▶ **YOUR ASSIGNMENT**: If a line in the listing below contains the word "TransportError", count it, then please give only the number of such lines.

▶ **DATA SHOWN**:
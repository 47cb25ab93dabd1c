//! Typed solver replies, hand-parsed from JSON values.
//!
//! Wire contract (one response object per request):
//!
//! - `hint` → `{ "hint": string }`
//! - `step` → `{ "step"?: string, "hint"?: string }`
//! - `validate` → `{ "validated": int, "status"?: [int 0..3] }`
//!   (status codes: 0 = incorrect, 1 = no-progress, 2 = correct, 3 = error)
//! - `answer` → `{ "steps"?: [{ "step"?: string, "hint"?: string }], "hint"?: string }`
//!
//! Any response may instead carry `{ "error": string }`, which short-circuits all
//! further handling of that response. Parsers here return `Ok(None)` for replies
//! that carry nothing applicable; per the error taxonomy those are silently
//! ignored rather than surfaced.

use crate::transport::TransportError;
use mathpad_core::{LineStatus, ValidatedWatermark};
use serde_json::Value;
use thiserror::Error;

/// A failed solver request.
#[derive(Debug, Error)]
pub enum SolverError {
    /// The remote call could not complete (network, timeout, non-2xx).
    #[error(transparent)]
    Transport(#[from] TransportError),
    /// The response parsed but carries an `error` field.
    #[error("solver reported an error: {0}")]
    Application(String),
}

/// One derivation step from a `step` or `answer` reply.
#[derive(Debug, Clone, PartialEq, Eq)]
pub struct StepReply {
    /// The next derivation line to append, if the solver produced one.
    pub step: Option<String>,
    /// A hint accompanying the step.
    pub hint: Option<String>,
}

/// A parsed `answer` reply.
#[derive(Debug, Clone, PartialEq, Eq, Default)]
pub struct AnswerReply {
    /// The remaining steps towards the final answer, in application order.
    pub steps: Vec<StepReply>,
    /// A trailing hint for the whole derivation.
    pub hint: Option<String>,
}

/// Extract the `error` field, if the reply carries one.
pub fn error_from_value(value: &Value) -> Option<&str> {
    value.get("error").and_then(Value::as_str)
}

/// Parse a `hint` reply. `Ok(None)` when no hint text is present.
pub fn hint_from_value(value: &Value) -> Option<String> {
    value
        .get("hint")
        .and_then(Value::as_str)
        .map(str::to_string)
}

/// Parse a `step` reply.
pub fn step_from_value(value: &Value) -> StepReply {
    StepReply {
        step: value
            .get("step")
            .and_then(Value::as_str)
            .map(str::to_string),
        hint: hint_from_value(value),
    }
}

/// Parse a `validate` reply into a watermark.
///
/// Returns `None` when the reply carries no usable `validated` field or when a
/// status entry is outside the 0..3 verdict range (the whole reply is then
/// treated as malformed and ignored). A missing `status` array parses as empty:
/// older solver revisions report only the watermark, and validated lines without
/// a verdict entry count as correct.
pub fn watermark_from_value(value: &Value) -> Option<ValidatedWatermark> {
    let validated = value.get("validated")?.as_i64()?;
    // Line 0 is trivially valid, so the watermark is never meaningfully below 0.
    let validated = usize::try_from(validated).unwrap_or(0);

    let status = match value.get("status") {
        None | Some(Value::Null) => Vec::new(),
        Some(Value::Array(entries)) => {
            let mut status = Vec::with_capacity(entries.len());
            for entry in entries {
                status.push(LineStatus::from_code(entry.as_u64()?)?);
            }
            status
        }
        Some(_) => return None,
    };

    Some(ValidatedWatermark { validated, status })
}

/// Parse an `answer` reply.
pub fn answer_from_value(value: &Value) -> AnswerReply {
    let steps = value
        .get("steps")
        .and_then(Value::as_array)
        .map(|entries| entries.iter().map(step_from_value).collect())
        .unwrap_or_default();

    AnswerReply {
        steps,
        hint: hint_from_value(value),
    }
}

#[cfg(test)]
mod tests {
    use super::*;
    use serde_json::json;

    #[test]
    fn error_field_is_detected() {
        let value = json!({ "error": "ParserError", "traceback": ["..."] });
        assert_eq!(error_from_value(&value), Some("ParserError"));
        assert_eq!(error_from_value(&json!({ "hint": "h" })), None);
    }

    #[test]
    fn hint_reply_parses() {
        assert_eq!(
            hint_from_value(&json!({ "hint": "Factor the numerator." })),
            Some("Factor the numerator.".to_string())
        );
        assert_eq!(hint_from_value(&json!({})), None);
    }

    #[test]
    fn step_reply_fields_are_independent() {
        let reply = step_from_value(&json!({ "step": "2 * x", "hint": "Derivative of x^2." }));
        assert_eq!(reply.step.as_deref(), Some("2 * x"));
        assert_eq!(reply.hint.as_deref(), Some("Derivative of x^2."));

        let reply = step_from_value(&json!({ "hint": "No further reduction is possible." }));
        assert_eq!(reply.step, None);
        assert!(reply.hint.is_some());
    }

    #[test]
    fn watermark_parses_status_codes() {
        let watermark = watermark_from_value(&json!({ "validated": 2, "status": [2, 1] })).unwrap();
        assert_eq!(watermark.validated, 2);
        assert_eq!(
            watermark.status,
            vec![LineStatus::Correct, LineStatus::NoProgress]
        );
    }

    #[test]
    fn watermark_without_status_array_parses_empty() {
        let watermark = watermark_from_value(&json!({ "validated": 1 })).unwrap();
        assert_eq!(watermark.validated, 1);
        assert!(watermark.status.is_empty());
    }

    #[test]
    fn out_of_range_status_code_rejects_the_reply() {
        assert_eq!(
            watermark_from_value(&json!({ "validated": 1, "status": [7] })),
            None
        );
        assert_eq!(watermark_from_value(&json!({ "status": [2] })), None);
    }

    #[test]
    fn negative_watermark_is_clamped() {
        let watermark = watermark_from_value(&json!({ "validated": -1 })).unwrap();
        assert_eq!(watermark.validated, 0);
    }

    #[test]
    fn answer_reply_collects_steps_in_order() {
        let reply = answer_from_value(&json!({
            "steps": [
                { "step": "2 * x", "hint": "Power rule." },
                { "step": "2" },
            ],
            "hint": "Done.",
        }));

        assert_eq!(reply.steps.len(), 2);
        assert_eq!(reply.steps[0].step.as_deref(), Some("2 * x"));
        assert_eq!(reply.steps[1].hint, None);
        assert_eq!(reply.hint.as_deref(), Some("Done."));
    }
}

▶ **SOLUTION FOR THIS EXERCISE**: 2